Media Release

Rushed bonfire of EU law could waste “golden opportunity” to improve business regulation

Government should extend December deadline to ensure retained EU laws are properly considered, says Harvard Senior Fellow and Regulatory Policy Committee Chair.

The Government should ensure that each of the 4,000 pieces of legislation inherited from the European Union into British law are given due consideration, according to Stephen Gibson, Senior Fellow at Harvard Kennedy School and chair of the government’s Regulatory Policy Committee – an independent body that advises ministers and parliament on minimising regulatory burdens.

The comments come in a paper published today by the Social Market Foundation think tank, in which Gibson, writing in a personal capacity, reviews the effectiveness of previous efforts to reduce red tape.

The report argues that the Retained EU Law Bill, currently passing through parliament, risks failing to heed the lessons of such initiatives. The Bill would automatically scrap every piece of law – estimated to number around 4,000 – carried over from the EU in December 2023, unless they are reviewed and retained before that date.

It says that “Political motivation to ‘get Brexit done’ is driving particularly zealous attempts to cut regulation and it is likely that instead of a golden opportunity to properly review the effectiveness of a large batch of existing legislation, regulations are cut without properly thinking through their value.”

Instead, Gibson and his co-authors call for the December 2023 deadline to be extended, and for a properly resourced and managed programme to assess inherited EU regulations.

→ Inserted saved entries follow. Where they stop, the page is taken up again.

/*
 * SPDX-FileCopyrightText: 2024-2026 bootpatch contributors
 * SPDX-License-Identifier: GPL-3.0-only
 */

fn main() {
    println!("cargo:rerun-if-changed=protobuf/update_metadata.proto");

    // protox compiles the proto files in pure Rust so that a protoc binary is
    // not needed at build time.
    let file_descriptors = protox::compile(["protobuf/update_metadata.proto"], ["protobuf"])
        .expect("Failed to compile protobuf definitions");

    prost_build::Config::new()
        .compile_fds(file_descriptors)
        .expect("Failed to generate protobuf code");
}
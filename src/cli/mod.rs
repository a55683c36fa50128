/*
 * SPDX-FileCopyrightText: 2024-2026 bootpatch contributors
 * SPDX-License-Identifier: GPL-3.0-only
 */

pub mod args;
pub mod install;
pub mod payload;
pub mod rebrand;

macro_rules! status {
    ($($arg:tt)*) => {
        println!("\x1b[1m[*] {}\x1b[0m", format!($($arg)*))
    }
}

macro_rules! warning {
    ($($arg:tt)*) => {
        println!("\x1b[1;31m[WARNING] {}\x1b[0m", format!($($arg)+))
    }
}

pub(crate) use status;
pub(crate) use warning;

They looked at different ways to try and reduce regulatory burden on businesses, including:

  • Regulatory offsetting, whereby each regulation introduced has to be matched by a certain number being removed e.g. ‘one-in-one-out’, ‘one-in-two-out’, ‘one-in-three-out’
  • The Red Tape Challenge, which crowdsourced suggestions for regulations to abolish using a public website
  • The Business Impact Target, where the government set itself a target for reducing regulatory burden
  • Sunsetting legislation, as in the Retained EU Bill

That helped them identify five key lessons for policymakers seeking to reduce regulatory burdens, lessons that may be of particular relevance to those reviewing retained EU laws:

  • Clearly signal political support for initiatives to reduce regulation
  • Independently validate regulatory burden calculations
  • Set the scope of the framework appropriately to ensure no significant areas of regulation are excluded
  • Focus on the small number of regulations that generate most of the regulatory burdens
  • Involve stakeholders to identify regulations to be removed, and to assess their burden

 

Stephen Gibson, Senior Fellow at the Mossavar-Rahmani Center for Business and Government in Harvard Kennedy School, and lead author of the report said:

Of the different approaches the Government has adopted to try to reduce the burden of regulations on business, the current one – where they set themselves a burden-reduction target and then fail to hit the target – is clearly the least successful. Making announcements about ambitions to reduce regulatory costs without an ongoing commitment from Ministers to deliver on those ambitions was never going to be effective. I hope that the Government will learn the lessons from past failures to improve the UK’s Better Regulation Framework and ensure that it is properly adhered to – the potential benefits of getting it right are huge.

John Penrose MP, author of a government-commissioned review into competition policy that reviewed regulatory burdens said in a foreword to the report:

I hope the authors of this report will have an ally in the Prime Minister, who I’m sure will be horrified at Britain’s recent track record of larding on extra red tape costs, and will want to forge a new, cheaper, nimbler, less bureaucratic and far more competitive regime instead.”